*** Opening Entries provided ***

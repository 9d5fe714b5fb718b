use std::error::Error as StdError;
use std::fmt::{self, Display};

use parley_core::{ChatController, ChatView, ControllerBuilder, RevealConfig};
use parley_http_transport::{
    Error as HttpError, HttpTransport, HttpTransportConfig,
};
use parley_transport::Transport;
use parley_transport::catalog::{
    Capability, DEFAULT_VISION_MODEL, ModelInfo, find_model,
};
use tokio::sync::watch;
use uuid::Uuid;

/// The error returned when selecting a model that isn't in the catalog.
#[derive(Debug, Clone, PartialEq, Eq)]
pub struct UnknownModelError(String);

impl UnknownModelError {
    /// Returns the id that was asked for.
    #[inline]
    pub fn model_id(&self) -> &str {
        &self.0
    }
}

impl Display for UnknownModelError {
    fn fmt(&self, f: &mut fmt::Formatter<'_>) -> fmt::Result {
        write!(f, "unknown model: {}", self.0)
    }
}

impl StdError for UnknownModelError {}

/// A session builder.
///
/// See [`Session`].
pub struct SessionBuilder {
    controller_builder: ControllerBuilder,
}

impl SessionBuilder {
    /// Creates a session builder with a specified transport.
    pub fn with_transport<T: Transport + 'static>(transport: T) -> Self {
        let controller_builder = ControllerBuilder::with_transport(transport);
        Self { controller_builder }
    }

    /// Creates a session builder that talks to the backend over HTTP.
    pub fn connect(config: HttpTransportConfig) -> Result<Self, HttpError> {
        Ok(Self::with_transport(HttpTransport::new(config)?))
    }

    /// Binds a conversation from the start.
    #[inline]
    pub fn with_conversation<S: Into<String>>(
        mut self,
        conversation_id: S,
    ) -> Self {
        self.controller_builder =
            self.controller_builder.with_conversation(conversation_id);
        self
    }

    /// Sets the pacing of reply reveals.
    #[inline]
    pub fn with_reveal_config(mut self, config: RevealConfig) -> Self {
        self.controller_builder =
            self.controller_builder.with_reveal_config(config);
        self
    }

    /// Attaches a callback to be invoked when the loading flag flips.
    #[inline]
    pub fn on_loading_changed(
        mut self,
        on_loading_changed: impl Fn(bool) + Send + Sync + 'static,
    ) -> Self {
        self.controller_builder =
            self.controller_builder.on_loading_changed(on_loading_changed);
        self
    }

    /// Attaches a callback to be invoked with the diagram source when a
    /// mind map is requested.
    #[inline]
    pub fn on_view_mindmap(
        mut self,
        on_view_mindmap: impl Fn(&str) + Send + Sync + 'static,
    ) -> Self {
        self.controller_builder =
            self.controller_builder.on_view_mindmap(on_view_mindmap);
        self
    }

    /// Builds a new session.
    ///
    /// Must be called from within a Tokio runtime.
    pub fn build(self) -> Session {
        Session {
            controller: self.controller_builder.build(),
            document_ids: vec![],
            model: None,
        }
    }
}

/// A chat session, like a chat window with a document picker and a model
/// selector next to its input box.
///
/// The session holds the attached documents and the selected model, and
/// passes them along with every query. It is basically a wrapper around
/// [`ChatController`].
pub struct Session {
    controller: ChatController,
    document_ids: Vec<String>,
    model: Option<&'static ModelInfo>,
}

impl Session {
    /// Attaches a document to the following queries.
    pub fn attach_document<S: Into<String>>(&mut self, document_id: S) {
        let document_id = document_id.into();
        if !self.document_ids.contains(&document_id) {
            self.document_ids.push(document_id);
        }
    }

    /// Detaches every document.
    #[inline]
    pub fn clear_documents(&mut self) {
        self.document_ids.clear();
    }

    /// Returns the attached documents.
    #[inline]
    pub fn documents(&self) -> &[String] {
        &self.document_ids
    }

    /// Selects the model for the modes that take one, or goes back to
    /// the backend's default with `None`.
    pub fn select_model(
        &mut self,
        model_id: Option<&str>,
    ) -> Result<(), UnknownModelError> {
        self.model = match model_id {
            Some(id) => Some(
                find_model(id)
                    .ok_or_else(|| UnknownModelError(id.to_owned()))?,
            ),
            None => None,
        };
        Ok(())
    }

    /// Returns the selected model.
    #[inline]
    pub fn model(&self) -> Option<&'static ModelInfo> {
        self.model
    }

    /// Starts a new conversation and returns its id.
    pub fn new_conversation(&self) -> String {
        let conversation_id = Uuid::new_v4().to_string();
        debug!("starting conversation {conversation_id}");
        self.controller.bind_conversation(conversation_id.clone());
        conversation_id
    }

    /// Switches to an existing conversation.
    #[inline]
    pub fn bind_conversation<S: Into<String>>(&self, conversation_id: S) {
        self.controller.bind_conversation(conversation_id);
    }

    /// Sends a plain chat message.
    #[inline]
    pub fn send_message(&self, query: &str) {
        self.controller
            .send_message(query, self.document_ids.clone());
    }

    /// Runs an advanced analysis with the selected model.
    #[inline]
    pub fn advanced_analysis(&self, query: &str) {
        self.controller.advanced_analysis(
            query,
            self.document_ids.clone(),
            self.model.map(|m| m.id.to_owned()),
        );
    }

    /// Runs a hybrid analysis.
    #[inline]
    pub fn hybrid_analysis(&self, query: &str) {
        self.controller
            .hybrid_analysis(query, self.document_ids.clone());
    }

    /// Runs a vision query with the selected model if it understands
    /// images, or with the default vision model otherwise.
    pub fn vision_query(&self, query: &str) {
        let model_id = self
            .model
            .filter(|m| m.supports(Capability::Vision))
            .map_or(DEFAULT_VISION_MODEL, |m| m.id);
        self.controller.vision_query(
            query,
            self.document_ids.clone(),
            Some(model_id.to_owned()),
        );
    }

    /// Asks the renderer to show the mind map attached to a message.
    #[inline]
    pub fn view_mindmap(&self, message_id: &str) {
        self.controller.view_mindmap(message_id);
    }

    /// Returns a receiver that is notified on every change of the view.
    #[inline]
    pub fn subscribe(&self) -> watch::Receiver<ChatView> {
        self.controller.subscribe()
    }

    /// Returns the latest view.
    #[inline]
    pub fn view(&self) -> ChatView {
        self.controller.view()
    }

    /// Ends the session.
    #[inline]
    pub fn close(&self) {
        self.controller.close();
    }
}

#[cfg(test)]
mod tests {
    use std::time::Duration;

    use parley_test_transport::TestTransport;
    use parley_transport::{Mode, RawReply};
    use tokio::time::sleep;

    use super::*;

    fn session(transport: &TestTransport) -> Session {
        SessionBuilder::with_transport(transport.clone())
            .with_conversation("c1")
            .build()
    }

    #[tokio::test(start_paused = true)]
    async fn test_documents_and_model_are_forwarded() {
        let mut transport = TestTransport::default();
        transport.add_reply(RawReply::with_response("ok"));
        transport.add_reply(RawReply::with_response("ok"));
        let mut session = session(&transport);

        session.attach_document("doc1");
        session.attach_document("doc2");
        session.attach_document("doc1");
        session.select_model(Some("deepseek/deepseek-r1")).unwrap();
        session.advanced_analysis("compare the revisions");
        session.hybrid_analysis("compare the revisions");
        sleep(Duration::from_secs(1)).await;

        let calls = transport.calls();
        assert_eq!(calls[0].mode, Mode::Advanced);
        assert_eq!(calls[0].request.document_ids, ["doc1", "doc2"]);
        assert_eq!(
            calls[0].request.model_id.as_deref(),
            Some("deepseek/deepseek-r1")
        );
        assert_eq!(calls[1].mode, Mode::Hybrid);
        assert_eq!(calls[1].request.model_id, None);
        assert_eq!(session.view().messages.len(), 4);
    }

    #[tokio::test(start_paused = true)]
    async fn test_vision_model_fallback() {
        let mut transport = TestTransport::default();
        transport.add_reply(RawReply::with_response("a bracket"));
        transport.add_reply(RawReply::with_response("a bracket"));
        let mut session = session(&transport);

        session.select_model(Some("qwen/qwen3-235b-a22b")).unwrap();
        session.vision_query("what is this?");
        sleep(Duration::from_secs(1)).await;
        session.select_model(Some("gemini-2.5-pro")).unwrap();
        session.vision_query("what is this?");
        sleep(Duration::from_secs(1)).await;

        let models: Vec<_> = transport
            .calls()
            .into_iter()
            .map(|call| call.request.model_id)
            .collect();
        assert_eq!(
            models,
            [
                Some(DEFAULT_VISION_MODEL.to_owned()),
                Some("gemini-2.5-pro".to_owned())
            ]
        );
    }

    #[tokio::test(start_paused = true)]
    async fn test_unknown_model() {
        let mut session = session(&TestTransport::default());
        session.select_model(Some("gemini-2.5-flash")).unwrap();

        let err = session.select_model(Some("gpt-nonexistent")).unwrap_err();
        assert_eq!(err.model_id(), "gpt-nonexistent");
        assert_eq!(err.to_string(), "unknown model: gpt-nonexistent");
        assert_eq!(session.model().map(|m| m.id), Some("gemini-2.5-flash"));

        session.select_model(None).unwrap();
        assert!(session.model().is_none());
    }

    #[tokio::test(start_paused = true)]
    async fn test_new_conversation() {
        let mut transport = TestTransport::default();
        transport.add_reply(RawReply::with_response("ok"));
        let session = session(&transport);

        session.send_message("hello");
        sleep(Duration::from_secs(1)).await;
        assert_eq!(session.view().messages.len(), 2);

        let conversation_id = session.new_conversation();
        sleep(Duration::from_millis(1)).await;
        let view = session.view();
        assert_eq!(view.conversation_id, Some(conversation_id));
        assert!(view.messages.is_empty());
    }
}
//! Cancellable repeating tasks owned by the controller.

use std::collections::HashMap;
use std::ops::ControlFlow;
use std::time::Duration;

use tokio::task::JoinHandle;
use tokio::time::{Instant, MissedTickBehavior, interval_at};

/// Identifies a task scheduled on a [`TimerSet`].
#[derive(Clone, Copy, Debug, PartialEq, Eq, Hash)]
pub(crate) struct TimerId(u64);

/// A set of repeating tasks that can be cancelled individually or all at
/// once. Dropping the set cancels every task in it.
#[derive(Debug, Default)]
pub(crate) struct TimerSet {
    tasks: HashMap<TimerId, JoinHandle<()>>,
    next_id: u64,
}

impl TimerSet {
    /// Runs `f` every `period`, starting one period from now, until it
    /// returns `Break` or the timer is cancelled.
    ///
    /// Must be called from within a Tokio runtime.
    pub fn schedule_every<F>(&mut self, period: Duration, mut f: F) -> TimerId
    where
        F: FnMut() -> ControlFlow<()> + Send + 'static,
    {
        let id = TimerId(self.next_id);
        self.next_id += 1;

        let mut interval = interval_at(Instant::now() + period, period);
        interval.set_missed_tick_behavior(MissedTickBehavior::Delay);
        let task = tokio::spawn(async move {
            loop {
                interval.tick().await;
                if f().is_break() {
                    break;
                }
            }
        });
        self.tasks.insert(id, task);
        id
    }

    /// Cancels one task. Returns `false` if it was not in the set.
    pub fn cancel(&mut self, id: TimerId) -> bool {
        let Some(task) = self.tasks.remove(&id) else {
            return false;
        };
        task.abort();
        true
    }

    /// Cancels every task and returns how many there were.
    pub fn cancel_all(&mut self) -> usize {
        let count = self.tasks.len();
        for (_, task) in self.tasks.drain() {
            task.abort();
        }
        count
    }
}

impl Drop for TimerSet {
    fn drop(&mut self) {
        self.cancel_all();
    }
}

#[cfg(test)]
mod tests {
    use std::sync::Arc;
    use std::sync::atomic::{AtomicUsize, Ordering};

    use tokio::time::sleep;

    use super::*;

    const PERIOD: Duration = Duration::from_millis(20);

    fn counting(
        timers: &mut TimerSet,
        limit: Option<usize>,
    ) -> (TimerId, Arc<AtomicUsize>) {
        let ticks = Arc::new(AtomicUsize::new(0));
        let ticks_clone = Arc::clone(&ticks);
        let id = timers.schedule_every(PERIOD, move || {
            let n = ticks_clone.fetch_add(1, Ordering::SeqCst) + 1;
            if limit.is_some_and(|limit| n >= limit) {
                ControlFlow::Break(())
            } else {
                ControlFlow::Continue(())
            }
        });
        (id, ticks)
    }

    #[tokio::test(start_paused = true)]
    async fn test_first_tick_after_one_period() {
        let mut timers = TimerSet::default();
        let (_, ticks) = counting(&mut timers, None);

        sleep(PERIOD / 2).await;
        assert_eq!(ticks.load(Ordering::SeqCst), 0);
        sleep(PERIOD * 2).await;
        assert_eq!(ticks.load(Ordering::SeqCst), 2);
    }

    #[tokio::test(start_paused = true)]
    async fn test_break_stops_ticking() {
        let mut timers = TimerSet::default();
        let (_, ticks) = counting(&mut timers, Some(3));

        sleep(PERIOD * 10).await;
        assert_eq!(ticks.load(Ordering::SeqCst), 3);
    }

    #[tokio::test(start_paused = true)]
    async fn test_cancel() {
        let mut timers = TimerSet::default();
        let (first, first_ticks) = counting(&mut timers, None);
        let (_, second_ticks) = counting(&mut timers, None);

        sleep(PERIOD + PERIOD / 2).await;
        assert!(timers.cancel(first));
        assert!(!timers.cancel(first));

        sleep(PERIOD * 2).await;
        assert_eq!(first_ticks.load(Ordering::SeqCst), 1);
        assert_eq!(second_ticks.load(Ordering::SeqCst), 3);

        assert_eq!(timers.cancel_all(), 1);
        sleep(PERIOD * 2).await;
        assert_eq!(second_ticks.load(Ordering::SeqCst), 3);
    }

    #[tokio::test(start_paused = true)]
    async fn test_drop_cancels_everything() {
        let mut timers = TimerSet::default();
        let (_, ticks) = counting(&mut timers, None);
        drop(timers);

        sleep(PERIOD * 5).await;
        assert_eq!(ticks.load(Ordering::SeqCst), 0);
    }
}
use std::fmt::{self, Display};

/// The kind of error that occurred while dispatching a request.
#[derive(Clone, Copy, Debug, PartialEq, Eq, Hash)]
pub enum ErrorKind {
    /// The backend could not be reached.
    Network,
    /// The backend is rate limited.
    RateLimitExceeded,
    /// The backend refused the request.
    Rejected,
    /// The backend failed while handling the request.
    Server,
    /// The backend answered with something that is not a reply.
    MalformedReply,
    /// Any other errors.
    Other,
}

impl Display for ErrorKind {
    fn fmt(&self, f: &mut fmt::Formatter<'_>) -> fmt::Result {
        match self {
            ErrorKind::Network => write!(f, "Network error"),
            ErrorKind::RateLimitExceeded => write!(f, "Rate limit exceeded"),
            ErrorKind::Rejected => write!(f, "Request rejected"),
            ErrorKind::Server => write!(f, "Server error"),
            ErrorKind::MalformedReply => write!(f, "Malformed reply"),
            ErrorKind::Other => write!(f, "Unknown error"),
        }
    }
}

*** Closing Entries provided ***

- [Exercise details] Write only the number of lines in the records that include the word "calls".

- [Output for this task] 7